As so often, people with interesting opinions spurred conversation on IRC, which inspired me to collect my (and our) thoughts into a blog post. Basically, various people seem to be unhappy with the state of western-developed Visual Novels. They are not good enough and what's more, they are not even as good as the originally Japanese ones are. Being a group of non-Japanese people who are making a VN, we of course feel somewhat interested in the topic, but the subsequent discussion pretty fast derailed away from that because none of us really is keeping a finger on the pulse of OELVN scene anymore. Instead we talked about what could be done better. It occurs to me that unlike my usual subject of the kinks of KS development, this time I'm not a sovereign expert of the topic. I've gone through a certain arc as a consumer of culture, just like anyone.

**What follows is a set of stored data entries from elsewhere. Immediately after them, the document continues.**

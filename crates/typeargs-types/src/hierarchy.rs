//! Hierarchy queries: instantiation, base-class chains, interface sets.
//!
//! Generic definitions store their base class and implemented interfaces as
//! *templates* over their own type parameters. Queries on a constructed type
//! substitute the construction's arguments into those templates on demand.

use crate::intern::TypeInterner;
use crate::limits::MAX_HIERARCHY_DEPTH;
use crate::types::{ParamInfo, ParamOwner, TupleElement, TypeData, TypeId};

/// Substitutes `args` for definition-owned type parameters in `ty`.
///
/// Method-owned parameters are left untouched; they belong to the inference
/// run, not to the definition being instantiated.
pub fn instantiate(interner: &TypeInterner, ty: TypeId, args: &[TypeId]) -> TypeId {
    match interner.lookup(ty) {
        TypeData::TypeParameter {
            owner: ParamOwner::Definition,
            ordinal,
        } => args.get(ordinal as usize).copied().unwrap_or(TypeId::ERROR),
        TypeData::TypeParameter { .. }
        | TypeData::Intrinsic(_)
        | TypeData::Placeholder(_) => ty,
        TypeData::Array { elem, rank } => {
            interner.array(instantiate(interner, elem, args), rank)
        }
        TypeData::Tuple(list) => {
            let elements: Vec<TupleElement> = interner
                .tuple_list(list)
                .into_iter()
                .map(|e| TupleElement {
                    ty: instantiate(interner, e.ty, args),
                    name: e.name,
                })
                .collect();
            interner.tuple(elements)
        }
        TypeData::Pointer(pointee) => interner.pointer(instantiate(interner, pointee, args)),
        TypeData::Nullable(inner) => interner.nullable(instantiate(interner, inner, args)),
        TypeData::Applied { def, args: list } => {
            let inst: Vec<TypeId> = interner
                .type_list(list)
                .into_iter()
                .map(|a| instantiate(interner, a, args))
                .collect();
            interner.applied(def, &inst)
        }
        TypeData::Function(shape_id) => {
            let shape = interner.function_shape(shape_id);
            let params: Vec<ParamInfo> = shape
                .params
                .into_iter()
                .map(|p| ParamInfo {
                    ty: instantiate(interner, p.ty, args),
                    ref_kind: p.ref_kind,
                })
                .collect();
            interner.function(params, instantiate(interner, shape.return_type, args))
        }
    }
}

/// The immediate base class of a type, instantiated, if it has one.
pub fn base_type(interner: &TypeInterner, ty: TypeId) -> Option<TypeId> {
    match interner.lookup(ty) {
        TypeData::Applied { def, args } => {
            let def_data = interner.def(def);
            let args = interner.type_list(args);
            match def_data.base {
                Some(template) => Some(instantiate(interner, template, &args)),
                // Every class/struct/delegate ultimately derives from object;
                // interfaces have no base class.
                None => match def_data.kind {
                    crate::def::DefKind::Interface => None,
                    _ => Some(TypeId::OBJECT),
                },
            }
        }
        TypeData::Intrinsic(_) if ty != TypeId::OBJECT && ty != TypeId::ERROR => {
            Some(TypeId::OBJECT)
        }
        TypeData::Array { .. } | TypeData::Tuple(_) | TypeData::Function(_) => Some(TypeId::OBJECT),
        _ => None,
    }
}

/// The transitive base-class chain of `ty`, nearest first, excluding `ty`
/// itself. Bounded by `MAX_HIERARCHY_DEPTH` to tolerate misdeclared cycles.
pub fn base_chain(interner: &TypeInterner, ty: TypeId) -> Vec<TypeId> {
    let mut chain = Vec::new();
    let mut current = ty;
    while let Some(base) = base_type(interner, current) {
        if chain.len() >= MAX_HIERARCHY_DEPTH || chain.contains(&base) {
            break;
        }
        chain.push(base);
        current = base;
    }
    chain
}

/// The full transitive set of interfaces implemented by `ty`, instantiated
/// and deduplicated, in declaration-then-inheritance order.
pub fn all_interfaces(interner: &TypeInterner, ty: TypeId) -> Vec<TypeId> {
    let mut out = Vec::new();
    collect_interfaces(interner, ty, &mut out, 0);
    for base in base_chain(interner, ty) {
        collect_interfaces(interner, base, &mut out, 0);
    }
    out
}

fn collect_interfaces(interner: &TypeInterner, ty: TypeId, out: &mut Vec<TypeId>, depth: usize) {
    if depth >= MAX_HIERARCHY_DEPTH {
        return;
    }
    if let TypeData::Applied { def, args } = interner.lookup(ty) {
        let def_data = interner.def(def);
        let args = interner.type_list(args);
        for template in &def_data.interfaces {
            let iface = instantiate(interner, *template, &args);
            if !out.contains(&iface) {
                out.push(iface);
                collect_interfaces(interner, iface, out, depth + 1);
            }
        }
    }
}

#[cfg(test)]
#[path = "tests/hierarchy_tests.rs"]
mod tests;
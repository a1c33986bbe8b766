//! The exact / lower-bound / upper-bound type-relation engine.
//!
//! Three mutually recursive procedures walk a (source, target) pair of type
//! shapes. The only productive step is hitting an unfixed method type
//! parameter in target position, which records `source` into that
//! parameter's bound set; every other rule is structural dispatch. Rules are
//! tried in a fixed order and the first match wins; a pair matching no rule
//! is an unproductive call, not an error.
//!
//! Variance handling: a type-argument position recurses with the enclosing
//! relation only when the position is declared covariant on an interface or
//! delegate definition *and* the source argument is a reference type; a
//! contravariant position flips lower/upper. Exact inference never varies.
//! Class and struct definitions are treated as invariant regardless of
//! declared variance.

use crate::arguments::Argument;
use crate::bounds::BoundKind;
use crate::driver::TypeArgInferrer;
use typeargs_types::limits::MAX_TYPE_RECURSION_DEPTH;
use typeargs_types::{
    DefId, DefKind, FunctionShape, ParamInfo, ParamOwner, TupleElement, TypeData, TypeId,
    Variance, all_interfaces, base_chain, instantiate, is_reference_type,
};
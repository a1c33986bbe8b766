//! Occurrence scans over type shapes.
//!
//! Shared by the dependency tracker (which parameters occur in a signature's
//! input/output positions), the output-type propagator (is there anything
//! left to infer), and the first-argument entry (which parameters must fix).

use crate::bounds::BoundStore;
use fixedbitset::FixedBitSet;
use typeargs_types::limits::MAX_TYPE_RECURSION_DEPTH;
use typeargs_types::{ParamInfo, ParamOwner, TupleElement, TypeData, TypeInterner, TypeId};

/// Sets the bit for every method type parameter occurring in `ty`.
pub fn collect_method_params(interner: &TypeInterner, ty: TypeId, mask: &mut FixedBitSet) {
    collect_inner(interner, ty, mask, 0);
}

fn collect_inner(interner: &TypeInterner, ty: TypeId, mask: &mut FixedBitSet, depth: usize) {
    if depth > MAX_TYPE_RECURSION_DEPTH {
        return;
    }
    match interner.lookup(ty) {
        TypeData::TypeParameter {
            owner: ParamOwner::Method,
            ordinal,
        } => {
            if (ordinal as usize) < mask.len() {
                mask.insert(ordinal as usize);
            }
        }
        TypeData::TypeParameter { .. }
        | TypeData::Intrinsic(_)
        | TypeData::Placeholder(_) => {}
        TypeData::Array { elem, .. } => collect_inner(interner, elem, mask, depth + 1),
        TypeData::Tuple(list) => {
            for e in interner.tuple_list(list) {
                collect_inner(interner, e.ty, mask, depth + 1);
            }
        }
        TypeData::Pointer(pointee) => collect_inner(interner, pointee, mask, depth + 1),
        TypeData::Nullable(inner) => collect_inner(interner, inner, mask, depth + 1),
        TypeData::Applied { args, .. } => {
            for arg in interner.type_list(args) {
                collect_inner(interner, arg, mask, depth + 1);
            }
        }
        TypeData::Function(shape_id) => {
            let shape = interner.function_shape(shape_id);
            for p in &shape.params {
                collect_inner(interner, p.ty, mask, depth + 1);
            }
            collect_inner(interner, shape.return_type, mask, depth + 1);
        }
    }
}

/// Whether any *unfixed* method type parameter occurs in `ty`.
pub fn contains_unfixed_param(interner: &TypeInterner, ty: TypeId, bounds: &BoundStore) -> bool {
    let mut mask = FixedBitSet::with_capacity(bounds.len());
    collect_method_params(interner, ty, &mut mask);
    mask.ones().any(|i| !bounds.is_fixed(i))
}

/// Replaces every *fixed* method type parameter in `ty` with its fixed
/// result. Unfixed parameters are left in place.
pub fn substitute_fixed(interner: &TypeInterner, ty: TypeId, bounds: &BoundStore) -> TypeId {
    substitute_inner(interner, ty, bounds, 0)
}

fn substitute_inner(
    interner: &TypeInterner,
    ty: TypeId,
    bounds: &BoundStore,
    depth: usize,
) -> TypeId {
    if depth > MAX_TYPE_RECURSION_DEPTH {
        return ty;
    }
    match interner.lookup(ty) {
        TypeData::TypeParameter {
            owner: ParamOwner::Method,
            ordinal,
        } => {
            let index = ordinal as usize;
            if index < bounds.len() {
                bounds.fixed(index).unwrap_or(ty)
            } else {
                ty
            }
        }
        TypeData::TypeParameter { .. }
        | TypeData::Intrinsic(_)
        | TypeData::Placeholder(_) => ty,
        TypeData::Array { elem, rank } => {
            interner.array(substitute_inner(interner, elem, bounds, depth + 1), rank)
        }
        TypeData::Tuple(list) => {
            let elements: Vec<TupleElement> = interner
                .tuple_list(list)
                .into_iter()
                .map(|e| TupleElement {
                    ty: substitute_inner(interner, e.ty, bounds, depth + 1),
                    name: e.name,
                })
                .collect();
            interner.tuple(elements)
        }
        TypeData::Pointer(pointee) => {
            interner.pointer(substitute_inner(interner, pointee, bounds, depth + 1))
        }
        TypeData::Nullable(inner) => {
            interner.nullable(substitute_inner(interner, inner, bounds, depth + 1))
        }
        TypeData::Applied { def, args } => {
            let inst: Vec<TypeId> = interner
                .type_list(args)
                .into_iter()
                .map(|a| substitute_inner(interner, a, bounds, depth + 1))
                .collect();
            interner.applied(def, &inst)
        }
        TypeData::Function(shape_id) => {
            let shape = interner.function_shape(shape_id);
            let params: Vec<ParamInfo> = shape
                .params
                .into_iter()
                .map(|p| ParamInfo {
                    ty: substitute_inner(interner, p.ty, bounds, depth + 1),
                    ref_kind: p.ref_kind,
                })
                .collect();
            interner.function(
                params,
                substitute_inner(interner, shape.return_type, bounds, depth + 1),
            )
        }
    }
}

#[cfg(test)]
#[path = "tests/occurrence_tests.rs"]
mod tests;
//! Fixing: collapsing a parameter's bound sets into one type.
//!
//! An exact bound short-circuits: a single distinct exact bound is the answer
//! unconditionally, and two or more distinct exact bounds fail, lower and
//! upper bounds notwithstanding. Without exact bounds the candidates are the
//! merged lower and upper bounds, filtered by implicit convertibility against
//! every bound, and the unique candidate every other candidate converts to
//! wins.

use crate::bounds::BoundKind;
use crate::driver::TypeArgInferrer;
use tracing::{debug, trace};
use typeargs_types::{TypeId, equivalent, merge};

/// Why a parameter could not be fixed.
#[derive(Debug, Clone, Copy, PartialEq, Eq)]
pub enum FixError {
    /// No bound set has any member.
    NoBounds,
    /// Two or more non-equivalent exact bounds.
    AmbiguousExactBounds,
    /// The filtered candidate set has no unique most-general member.
    NoUniqueBestCandidate,
}

impl<'a> TypeArgInferrer<'a> {
    /// Attempts to fix parameter `index` from its current bound sets. On
    /// success the result is permanent and the dependency matrix is
    /// invalidated for the fixed parameter.
    pub(crate) fn fix_parameter(&mut self, index: usize) -> Result<TypeId, FixError> {
        let chosen = self.select_candidate(index)?;
        trace!(param = index, ty = chosen.0, "fixing parameter");
        self.bounds.fix(index, chosen);
        if let Some(deps) = self.deps.as_mut() {
            deps.on_fixed(index);
        }
        Ok(chosen)
    }

    fn select_candidate(&self, index: usize) -> Result<TypeId, FixError> {
        let interner = self.interner();

        let exact = self.bounds.bounds(index, BoundKind::Exact);
        if !exact.is_empty() {
            let mut candidates: Vec<TypeId> = Vec::with_capacity(1);
            for &bound in exact {
                add_candidate(interner, &mut candidates, bound);
            }
            return if candidates.len() == 1 {
                Ok(candidates[0])
            } else {
                debug!(param = index, count = candidates.len(), "conflicting exact bounds");
                Err(FixError::AmbiguousExactBounds)
            };
        }

        let lower = self.bounds.bounds(index, BoundKind::Lower);
        let upper = self.bounds.bounds(index, BoundKind::Upper);
        let mut candidates: Vec<TypeId> = Vec::new();
        for &bound in lower.iter().chain(upper.iter()) {
            add_candidate(interner, &mut candidates, bound);
        }
        if candidates.is_empty() {
            return Err(FixError::NoBounds);
        }

        // Every surviving candidate must sit between all lower bounds and all
        // upper bounds under implicit conversion.
        let conversions = self.host.conversions;
        candidates.retain(|&c| {
            lower
                .iter()
                .all(|&l| equivalent(interner, l, c) || conversions.has_implicit_conversion(l, c))
                && upper
                    .iter()
                    .all(|&u| equivalent(interner, c, u) || conversions.has_implicit_conversion(c, u))
        });

        // The winner is the candidate every other candidate converts to.
        let mut best = None;
        for &c in &candidates {
            let dominant = candidates.iter().all(|&other| {
                equivalent(interner, other, c) || conversions.has_implicit_conversion(other, c)
            });
            if dominant {
                if best.is_some_and(|b| !equivalent(interner, b, c)) {
                    return Err(FixError::NoUniqueBestCandidate);
                }
                best = Some(c);
            }
        }
        best.ok_or(FixError::NoUniqueBestCandidate)
    }
}

/// Adds a candidate, merging with an existing equivalent one instead of
/// duplicating. Merging prefers `dynamic` over `object` and keeps tuple
/// element names only where both sides agree.
fn add_candidate(
    interner: &typeargs_types::TypeInterner,
    candidates: &mut Vec<TypeId>,
    ty: TypeId,
) {
    for slot in candidates.iter_mut() {
        if equivalent(interner, *slot, ty) {
            *slot = merge(interner, *slot, ty);
            return;
        }
    }
    candidates.push(ty);
}

#[cfg(test)]
#[path = "tests/fixing_tests.rs"]
mod tests;
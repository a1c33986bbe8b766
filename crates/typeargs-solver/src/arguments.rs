//! Call-site input contract: formal parameters and argument descriptors.
//!
//! The engine never sees syntax. A caller hands it an ordered list of formal
//! parameter types (with ref-kinds) and an ordered list of [`Argument`]
//! descriptors exposing exactly what inference needs: a static type if one
//! exists, lambda parameter info, or an unresolved overload-set name.

use serde::{Deserialize, Serialize};
use typeargs_types::{Atom, RefKind, TypeId};

/// One formal parameter of the generic signature under inference.
#[derive(Debug, Clone, Copy, PartialEq, Eq)]
pub struct FormalParam {
    pub ty: TypeId,
    pub ref_kind: RefKind,
}

impl FormalParam {
    pub fn by_value(ty: TypeId) -> Self {
        Self {
            ty,
            ref_kind: RefKind::Value,
        }
    }

    pub fn by_ref(ty: TypeId) -> Self {
        Self {
            ty,
            ref_kind: RefKind::Ref,
        }
    }
}

/// Opaque handle to an anonymous function literal. The engine never inspects
/// lambda bodies; it round-trips this handle through the
/// [`LambdaBodyTyper`](crate::collab::LambdaBodyTyper) collaborator.
#[derive(Debug, Clone, Copy, PartialEq, Eq, Hash, Serialize, Deserialize)]
pub struct LambdaId(pub u32);

/// An anonymous function literal argument.
#[derive(Debug, Clone)]
pub struct LambdaArg {
    pub id: LambdaId,
    /// Declared parameter types, present only when the literal's parameter
    /// list is explicitly typed. Drives phase-1 exact inference.
    pub explicit_param_types: Option<Vec<TypeId>>,
}

/// One call-site argument, reduced to what inference can observe.
#[derive(Debug, Clone)]
pub enum Argument {
    /// An ordinary expression with a static type.
    Typed(TypeId),
    /// An anonymous function literal.
    Lambda(LambdaArg),
    /// An unresolved overload-set name (method group).
    OverloadSet(Atom),
    /// A tuple literal, decomposed recursively against tuple-shaped targets.
    /// `fallback` is the literal's own static type, if it has one, used when
    /// the target is not tuple-shaped.
    TupleLiteral {
        elements: Vec<Argument>,
        fallback: Option<TypeId>,
    },
    /// An argument with nothing to contribute (e.g. an untyped literal).
    Untyped,
}

impl Argument {
    /// The argument's static type, if it has one.
    pub fn static_type(&self) -> Option<TypeId> {
        match self {
            Argument::Typed(ty) => Some(*ty),
            Argument::TupleLiteral { fallback, .. } => *fallback,
            Argument::Lambda(_) | Argument::OverloadSet(_) | Argument::Untyped => None,
        }
    }
}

People who have had radically different experiences from mine might not agree with my views at all. I've read a lot of VNs. Less than some, more than others. I've read great many of the ones often cited as the cream of the crop. I've liked some VNs I've read. I've found some VNs really good. These experiences shaped my view of the visual novel medium, and from what I have seen and learned about this niche of this subculture is the following:

VNs, such as they are, don't actualize the immense potential of the medium. They don't come even close. In fact, even the top tenth percentile predicted by Sturgeon's Law are awfully bad when you compare them with other storytelling media. And this goes not only for OELVNs as decried in that discussion thread but for all of them. Here's a fun fact: out of the fifteen or so of us, I can name only one 4LS member who is still actively interested in newly released visual novel translations. A couple of the artists follow new Japanese releases but only for the art they contain. We do take note of new releases every now and then, Japanese, western and translations alike, but it's always with this certain kind of apathy. Yet we all love the medium itself very much. We can imagine a VN we'd love to read.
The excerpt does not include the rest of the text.